Understanding the Basics of Danish VAT for Foreigners

Value Added Tax (VAT), known in Danish as “moms,” is a general consumption tax added to most goods and services in Denmark. The standard VAT rate is 25%, and it applies at each stage of the supply chain until the final consumer. For foreign businesses, the core question is whether their activities in Denmark are significant enough to trigger an obligation to register for Danish VAT.

Denmark follows EU VAT rules as transposed into Danish law, but there are national specifics that determine when a foreign company is considered to be “performing taxable supplies in Denmark.” The answer depends on what you sell, to whom you sell, where the customer is located, and whether you have any physical presence or fixed establishment in Denmark.

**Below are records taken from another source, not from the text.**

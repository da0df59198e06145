//! Model administration configuration.
//!
//! [`ModelAdmin`] describes how one model is presented in the admin: its
//! names, list columns, read-only fields, prepopulated fields, change form
//! template and the schema of its fields. The schema is also how the save
//! hooks decide whether a model "has" an audit field.

use std::collections::HashMap;

use serde::{Deserialize, Serialize};

use crate::record::Record;

/// Configuration for how a model is displayed and managed in the admin panel.
///
/// # Examples
///
/// ```
/// use basic_models_admin::model_admin::{FieldSchema, ModelAdmin};
///
/// let admin = ModelAdmin::new("pages", "page")
///     .list_display(vec!["slug", "name"])
///     .readonly_fields(vec!["created_by"])
///     .save_on_top(true)
///     .fields_schema(vec![
///         FieldSchema::new("id", "BigAutoField").primary_key(),
///         FieldSchema::new("name", "CharField"),
///         FieldSchema::new("created_by", "ForeignKey").relation("auth.user"),
///     ]);
///
/// assert_eq!(admin.model_key(), "pages.page");
/// assert!(admin.declares_field("created_by"));
/// assert!(!admin.declares_field("updated_by"));
/// ```
#[derive(Debug, Clone, Serialize, Deserialize)]
pub struct ModelAdmin {
    /// The application label (e.g., "blog").
    pub app_label: String,
    /// The model name in lowercase (e.g., "article").
    pub model_name: String,
    /// The human-readable verbose name.
    pub verbose_name: String,
    /// The human-readable plural verbose name.
    pub verbose_name_plural: String,
    /// Fields to display in the list view.
    pub list_display: Vec<String>,
    /// Fields that are read-only in forms.
    pub readonly_fields: Vec<String>,
    /// Whether to show save buttons at the top of the form.
    pub save_on_top: bool,
    /// Fields that auto-populate from other fields (target -> sources).
    pub prepopulated_fields: HashMap<String, Vec<String>>,
    /// Template used for the change form, when not the host default.
    pub change_form_template: Option<String>,
    /// Schema information about model fields.
    pub fields_schema: Vec<FieldSchema>,
}

impl ModelAdmin {
    /// Creates a new `ModelAdmin` with default configuration.
    pub fn new(app_label: impl Into<String>, model_name: impl Into<String>) -> Self {
        let model = model_name.into();
        let verbose = model.replace('_', " ");
        let verbose_plural = format!("{verbose}s");
        Self {
            app_label: app_label.into(),
            model_name: model,
            verbose_name: verbose,
            verbose_name_plural: verbose_plural,
            list_display: vec!["__str__".to_string()],
            readonly_fields: Vec::new(),
            save_on_top: false,
            prepopulated_fields: HashMap::new(),
            change_form_template: None,
            fields_schema: Vec::new(),
        }
    }

    /// Sets the verbose name.
    #[must_use]
    pub fn verbose_name(mut self, name: impl Into<String>) -> Self {
        self.verbose_name = name.into();
        self
    }

    /// Sets the plural verbose name.
    #[must_use]
    pub fn verbose_name_plural(mut self, name: impl Into<String>) -> Self {
        self.verbose_name_plural = name.into();
        self
    }

    /// Sets the fields to display in the list view.
    #[must_use]
    pub fn list_display(mut self, fields: Vec<&str>) -> Self {
        self.list_display = fields.into_iter().map(String::from).collect();
        self
    }

    /// Sets the read-only fields.
    #[must_use]
    pub fn readonly_fields(mut self, fields: Vec<&str>) -> Self {
        self.readonly_fields = fields.into_iter().map(String::from).collect();
        self
    }

    /// Enables the save-on-top buttons.
    #[must_use]
    pub const fn save_on_top(mut self, enabled: bool) -> Self {
        self.save_on_top = enabled;
        self
    }

    /// Declares that `target` is prepopulated from `sources`.
    #[must_use]
    pub fn prepopulate(mut self, target: &str, sources: Vec<&str>) -> Self {
        self.prepopulated_fields.insert(
            target.to_string(),
            sources.into_iter().map(String::from).collect(),
        );
        self
    }

    /// Sets the change form template.
    #[must_use]
    pub fn change_form_template(mut self, template: impl Into<String>) -> Self {
        self.change_form_template = Some(template.into());
        self
    }

    /// Sets the field schema.
    #[must_use]
    pub fn fields_schema(mut self, schema: Vec<FieldSchema>) -> Self {
        self.fields_schema = schema;
        self
    }

    /// Returns the model key in `"app_label.model_name"` format.
    pub fn model_key(&self) -> String {
        format!("{}.{}", self.app_label, self.model_name)
    }

    /// Returns the primary key field name (`"id"` unless the schema says otherwise).
    pub fn pk_field(&self) -> &str {
        self.fields_schema
            .iter()
            .find(|f| f.primary_key)
            .map_or("id", |f| f.name.as_str())
    }

    /// Returns the schema entry for `name`, if declared.
    pub fn field(&self, name: &str) -> Option<&FieldSchema> {
        self.fields_schema.iter().find(|f| f.name == name)
    }

    /// Returns `true` if the schema declares `name`.
    pub fn declares_field(&self, name: &str) -> bool {
        self.field(name).is_some()
    }

    /// Returns `true` if records of this model have `name`.
    ///
    /// With a schema, only declared fields count. Without one, a field counts
    /// when the record itself carries the key.
    pub fn has_field(&self, name: &str, record: &Record) -> bool {
        if self.fields_schema.is_empty() {
            record.contains(name)
        } else {
            self.declares_field(name)
        }
    }

    /// Returns `true` if `name` is read-only in the change form.
    pub fn is_readonly(&self, name: &str) -> bool {
        self.readonly_fields.iter().any(|f| f == name)
    }
}

/// Schema information about a single model field.
#[derive(Debug, Clone, PartialEq, Eq, Serialize, Deserialize)]
#[allow(clippy::struct_excessive_bools)]
pub struct FieldSchema {
    /// The field name.
    pub name: String,
    /// The field type as a string (e.g., "`CharField`", "`ForeignKey`").
    pub field_type: String,
    /// Whether this field is the primary key.
    pub primary_key: bool,
    /// Set to the current time on every save.
    pub auto_now: bool,
    /// Set to the current time when the record is first saved.
    pub auto_now_add: bool,
    /// Whether this field is a many-to-many relation.
    pub many_to_many: bool,
    /// The target model for relational fields (e.g., "auth.user").
    pub related_model: Option<String>,
}

impl FieldSchema {
    /// Creates a new field schema entry.
    pub fn new(name: impl Into<String>, field_type: impl Into<String>) -> Self {
        Self {
            name: name.into(),
            field_type: field_type.into(),
            primary_key: false,
            auto_now: false,
            auto_now_add: false,
            many_to_many: false,
            related_model: None,
        }
    }

    /// Marks this field as the primary key.
    #[must_use]
    pub const fn primary_key(mut self) -> Self {
        self.primary_key = true;
        self
    }

    /// Refreshes this field with the current time on every save.
    #[must_use]
    pub const fn auto_now(mut self) -> Self {
        self.auto_now = true;
        self
    }

    /// Fills this field with the current time on the first save.
    #[must_use]
    pub const fn auto_now_add(mut self) -> Self {
        self.auto_now_add = true;
        self
    }

    /// Sets the field as relational with the given target model.
    #[must_use]
    pub fn relation(mut self, related_model: impl Into<String>) -> Self {
        self.related_model = Some(related_model.into());
        self
    }

    /// Marks this field as a many-to-many relation to `related_model`.
    #[must_use]
    pub fn many_to_many(mut self, related_model: impl Into<String>) -> Self {
        self.many_to_many = true;
        self.relation(related_model)
    }
}

#[cfg(test)]
mod tests {
    use super::*;
    use serde_json::json;

    #[test]
    fn test_model_admin_new_defaults() {
        let admin = ModelAdmin::new("blog", "article");
        assert_eq!(admin.app_label, "blog");
        assert_eq!(admin.model_name, "article");
        assert_eq!(admin.verbose_name, "article");
        assert_eq!(admin.verbose_name_plural, "articles");
        assert_eq!(admin.list_display, vec!["__str__"]);
        assert!(admin.readonly_fields.is_empty());
        assert!(!admin.save_on_top);
        assert!(admin.prepopulated_fields.is_empty());
        assert!(admin.change_form_template.is_none());
    }

    #[test]
    fn test_model_admin_verbose_name_with_underscore() {
        let admin = ModelAdmin::new("blog", "blog_post");
        assert_eq!(admin.verbose_name, "blog post");
        assert_eq!(admin.verbose_name_plural, "blog posts");
    }

    #[test]
    fn test_model_admin_builder() {
        let admin = ModelAdmin::new("pages", "page")
            .verbose_name("web page")
            .verbose_name_plural("web pages")
            .list_display(vec!["slug", "name"])
            .readonly_fields(vec!["created_by", "updated_by"])
            .save_on_top(true)
            .prepopulate("slug", vec!["name"])
            .change_form_template("admin/preview_change_form.html");

        assert_eq!(admin.verbose_name_plural, "web pages");
        assert_eq!(admin.list_display, vec!["slug", "name"]);
        assert!(admin.is_readonly("created_by"));
        assert!(!admin.is_readonly("name"));
        assert!(admin.save_on_top);
        assert_eq!(
            admin.prepopulated_fields.get("slug"),
            Some(&vec!["name".to_string()])
        );
        assert_eq!(
            admin.change_form_template.as_deref(),
            Some("admin/preview_change_form.html")
        );
    }

    #[test]
    fn test_pk_field_default_and_from_schema() {
        assert_eq!(ModelAdmin::new("a", "b").pk_field(), "id");
        let admin = ModelAdmin::new("a", "b")
            .fields_schema(vec![FieldSchema::new("uuid", "UUIDField").primary_key()]);
        assert_eq!(admin.pk_field(), "uuid");
    }

    #[test]
    fn test_has_field_uses_schema_when_present() {
        let admin = ModelAdmin::new("a", "b")
            .fields_schema(vec![FieldSchema::new("updated_by", "ForeignKey")]);
        let record = Record::from_value(json!({"created_by": 1})).unwrap();
        assert!(admin.has_field("updated_by", &record));
        assert!(!admin.has_field("created_by", &record));
    }

    #[test]
    fn test_has_field_falls_back_to_record_keys() {
        let admin = ModelAdmin::new("a", "b");
        let record = Record::from_value(json!({"created_by": null})).unwrap();
        assert!(admin.has_field("created_by", &record));
        assert!(!admin.has_field("updated_by", &record));
    }

    #[test]
    fn test_field_schema_builders() {
        let f = FieldSchema::new("created_at", "DateTimeField").auto_now_add();
        assert!(f.auto_now_add);
        assert!(!f.auto_now);
        let tags = FieldSchema::new("tags", "ManyToManyField").many_to_many("pages.tag");
        assert!(tags.many_to_many);
        assert_eq!(tags.related_model.as_deref(), Some("pages.tag"));
    }

    #[test]
    fn test_model_admin_serialization() {
        let admin = ModelAdmin::new("blog", "article").save_on_top(true);
        let json = serde_json::to_string(&admin).unwrap();
        assert!(json.contains("\"app_label\":\"blog\""));
        assert!(json.contains("\"save_on_top\":true"));
    }
}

When Does a Foreign Company Need to Register for VAT in Denmark?

Foreign businesses must typically register for Danish VAT when they carry out taxable supplies that are considered to take place in Denmark and no reverse charge mechanism shifts the tax liability to the customer. In many cross‑border B2B situations, the Danish customer accounts for the VAT under the reverse charge rules, which means the foreign supplier may not need to register. However, this is not always the case.

You will generally need to register for VAT in Denmark if you:

- Supply goods from a stock or warehouse located in Denmark

- Perform installations or assembly of goods in Denmark under certain conditions

- Provide services to private consumers in Denmark where the place of supply is Denmark

- Operate an online shop or distance sales model supplying goods to Danish consumers beyond relevant thresholds

- Run events, conferences, exhibitions, or admission‑based activities in Denmark for which VAT is due locally

Whether your company is established within or outside the EU also affects how these rules apply. Non‑EU businesses often face stricter or more direct registration obligations, particularly when supplying electronic or digital services to consumers.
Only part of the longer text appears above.